Data records
.....

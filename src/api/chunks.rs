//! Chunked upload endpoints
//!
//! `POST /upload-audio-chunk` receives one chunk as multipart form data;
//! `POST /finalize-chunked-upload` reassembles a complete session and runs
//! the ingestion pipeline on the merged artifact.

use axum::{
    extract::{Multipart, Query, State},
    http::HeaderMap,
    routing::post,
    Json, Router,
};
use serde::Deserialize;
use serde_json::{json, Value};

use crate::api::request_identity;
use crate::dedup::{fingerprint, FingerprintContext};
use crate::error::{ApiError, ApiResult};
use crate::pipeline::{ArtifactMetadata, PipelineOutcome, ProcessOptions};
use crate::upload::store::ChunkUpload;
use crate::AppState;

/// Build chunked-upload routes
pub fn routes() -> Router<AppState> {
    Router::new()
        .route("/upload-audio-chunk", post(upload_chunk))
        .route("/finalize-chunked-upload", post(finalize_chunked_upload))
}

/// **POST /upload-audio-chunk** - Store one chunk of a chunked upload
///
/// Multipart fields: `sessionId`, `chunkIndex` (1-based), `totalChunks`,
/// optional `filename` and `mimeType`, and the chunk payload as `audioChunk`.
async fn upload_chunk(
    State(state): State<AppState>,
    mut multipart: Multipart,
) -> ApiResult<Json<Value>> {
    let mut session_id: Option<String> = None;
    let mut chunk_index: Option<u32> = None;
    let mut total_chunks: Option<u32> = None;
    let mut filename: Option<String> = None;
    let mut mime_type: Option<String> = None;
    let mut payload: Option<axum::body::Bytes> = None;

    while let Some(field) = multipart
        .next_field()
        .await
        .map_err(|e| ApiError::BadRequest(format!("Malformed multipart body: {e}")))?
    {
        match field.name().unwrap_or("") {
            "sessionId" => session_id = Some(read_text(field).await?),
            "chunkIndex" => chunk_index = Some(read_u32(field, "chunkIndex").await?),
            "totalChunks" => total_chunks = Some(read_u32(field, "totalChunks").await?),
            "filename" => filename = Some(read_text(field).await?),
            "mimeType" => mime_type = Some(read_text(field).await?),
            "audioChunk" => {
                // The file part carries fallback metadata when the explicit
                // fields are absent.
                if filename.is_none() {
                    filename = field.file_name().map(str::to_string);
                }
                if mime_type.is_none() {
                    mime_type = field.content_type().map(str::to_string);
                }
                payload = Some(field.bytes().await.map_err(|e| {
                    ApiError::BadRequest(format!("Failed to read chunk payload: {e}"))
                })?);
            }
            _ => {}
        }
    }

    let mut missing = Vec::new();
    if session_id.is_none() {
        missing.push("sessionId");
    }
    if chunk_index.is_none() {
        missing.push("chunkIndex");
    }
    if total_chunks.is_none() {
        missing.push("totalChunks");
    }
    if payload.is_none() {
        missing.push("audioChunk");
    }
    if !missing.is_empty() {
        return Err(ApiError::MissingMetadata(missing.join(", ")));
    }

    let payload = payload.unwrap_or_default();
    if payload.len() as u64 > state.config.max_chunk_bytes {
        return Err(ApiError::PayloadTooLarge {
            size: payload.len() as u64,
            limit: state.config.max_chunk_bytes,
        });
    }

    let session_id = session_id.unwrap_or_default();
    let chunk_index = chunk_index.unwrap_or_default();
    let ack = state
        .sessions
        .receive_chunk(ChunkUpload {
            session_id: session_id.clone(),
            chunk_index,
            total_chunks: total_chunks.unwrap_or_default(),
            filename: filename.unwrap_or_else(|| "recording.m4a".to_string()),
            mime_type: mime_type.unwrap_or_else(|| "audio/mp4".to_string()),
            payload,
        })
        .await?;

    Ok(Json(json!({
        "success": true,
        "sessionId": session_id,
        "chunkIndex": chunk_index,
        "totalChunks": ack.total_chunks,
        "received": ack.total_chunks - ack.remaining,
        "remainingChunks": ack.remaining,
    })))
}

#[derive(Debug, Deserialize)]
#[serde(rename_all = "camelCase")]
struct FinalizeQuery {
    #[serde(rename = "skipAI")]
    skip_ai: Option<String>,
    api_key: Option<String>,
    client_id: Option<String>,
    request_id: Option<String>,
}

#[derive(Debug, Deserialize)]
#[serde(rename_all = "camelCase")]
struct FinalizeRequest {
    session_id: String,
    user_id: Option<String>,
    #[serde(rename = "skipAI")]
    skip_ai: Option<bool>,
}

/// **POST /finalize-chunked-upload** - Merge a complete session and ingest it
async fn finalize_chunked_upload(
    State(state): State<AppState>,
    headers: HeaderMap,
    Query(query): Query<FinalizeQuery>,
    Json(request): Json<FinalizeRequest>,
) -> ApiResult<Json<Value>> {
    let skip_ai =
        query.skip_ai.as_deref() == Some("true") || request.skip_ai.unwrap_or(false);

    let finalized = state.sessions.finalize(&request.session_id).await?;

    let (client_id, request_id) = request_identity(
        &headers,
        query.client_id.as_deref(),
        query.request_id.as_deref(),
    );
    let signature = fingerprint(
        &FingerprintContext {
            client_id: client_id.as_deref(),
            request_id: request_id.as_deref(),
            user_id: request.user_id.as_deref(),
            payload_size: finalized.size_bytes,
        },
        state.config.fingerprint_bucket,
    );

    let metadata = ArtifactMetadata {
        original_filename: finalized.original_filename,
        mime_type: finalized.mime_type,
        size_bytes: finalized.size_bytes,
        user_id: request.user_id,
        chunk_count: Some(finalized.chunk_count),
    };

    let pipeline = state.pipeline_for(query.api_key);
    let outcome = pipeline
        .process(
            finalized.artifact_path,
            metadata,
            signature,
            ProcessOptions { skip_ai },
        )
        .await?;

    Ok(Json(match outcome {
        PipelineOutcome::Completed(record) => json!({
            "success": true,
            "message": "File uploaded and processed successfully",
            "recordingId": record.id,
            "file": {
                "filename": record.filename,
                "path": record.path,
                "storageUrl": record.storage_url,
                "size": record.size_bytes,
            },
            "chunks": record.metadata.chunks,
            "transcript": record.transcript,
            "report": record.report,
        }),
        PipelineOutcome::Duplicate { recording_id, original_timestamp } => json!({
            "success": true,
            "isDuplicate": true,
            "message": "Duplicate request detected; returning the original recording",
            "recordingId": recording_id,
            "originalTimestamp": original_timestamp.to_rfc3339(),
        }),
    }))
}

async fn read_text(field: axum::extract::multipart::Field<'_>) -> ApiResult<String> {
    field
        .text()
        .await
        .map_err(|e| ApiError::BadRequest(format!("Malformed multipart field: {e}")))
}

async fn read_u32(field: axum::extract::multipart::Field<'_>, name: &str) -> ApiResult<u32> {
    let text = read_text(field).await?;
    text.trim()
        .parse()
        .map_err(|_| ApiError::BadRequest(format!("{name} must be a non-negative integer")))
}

.....

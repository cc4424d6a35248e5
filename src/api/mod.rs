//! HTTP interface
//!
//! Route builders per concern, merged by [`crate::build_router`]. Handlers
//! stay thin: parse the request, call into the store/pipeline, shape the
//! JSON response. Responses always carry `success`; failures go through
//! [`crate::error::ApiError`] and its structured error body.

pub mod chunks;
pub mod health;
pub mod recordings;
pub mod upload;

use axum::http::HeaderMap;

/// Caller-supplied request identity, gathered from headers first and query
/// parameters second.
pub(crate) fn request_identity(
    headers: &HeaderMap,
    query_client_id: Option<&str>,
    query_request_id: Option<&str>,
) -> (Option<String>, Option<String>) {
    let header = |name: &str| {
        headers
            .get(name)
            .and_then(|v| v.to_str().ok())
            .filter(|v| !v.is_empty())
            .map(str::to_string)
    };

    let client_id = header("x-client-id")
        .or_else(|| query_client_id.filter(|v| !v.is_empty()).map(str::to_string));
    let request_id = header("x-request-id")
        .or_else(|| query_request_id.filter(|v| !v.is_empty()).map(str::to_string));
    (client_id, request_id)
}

.....

— PROMPT —
Across the preceding records, count the lines with the word "ArtifactMetadata" in them and give that figure alone.

— TASK OUTPUT —
2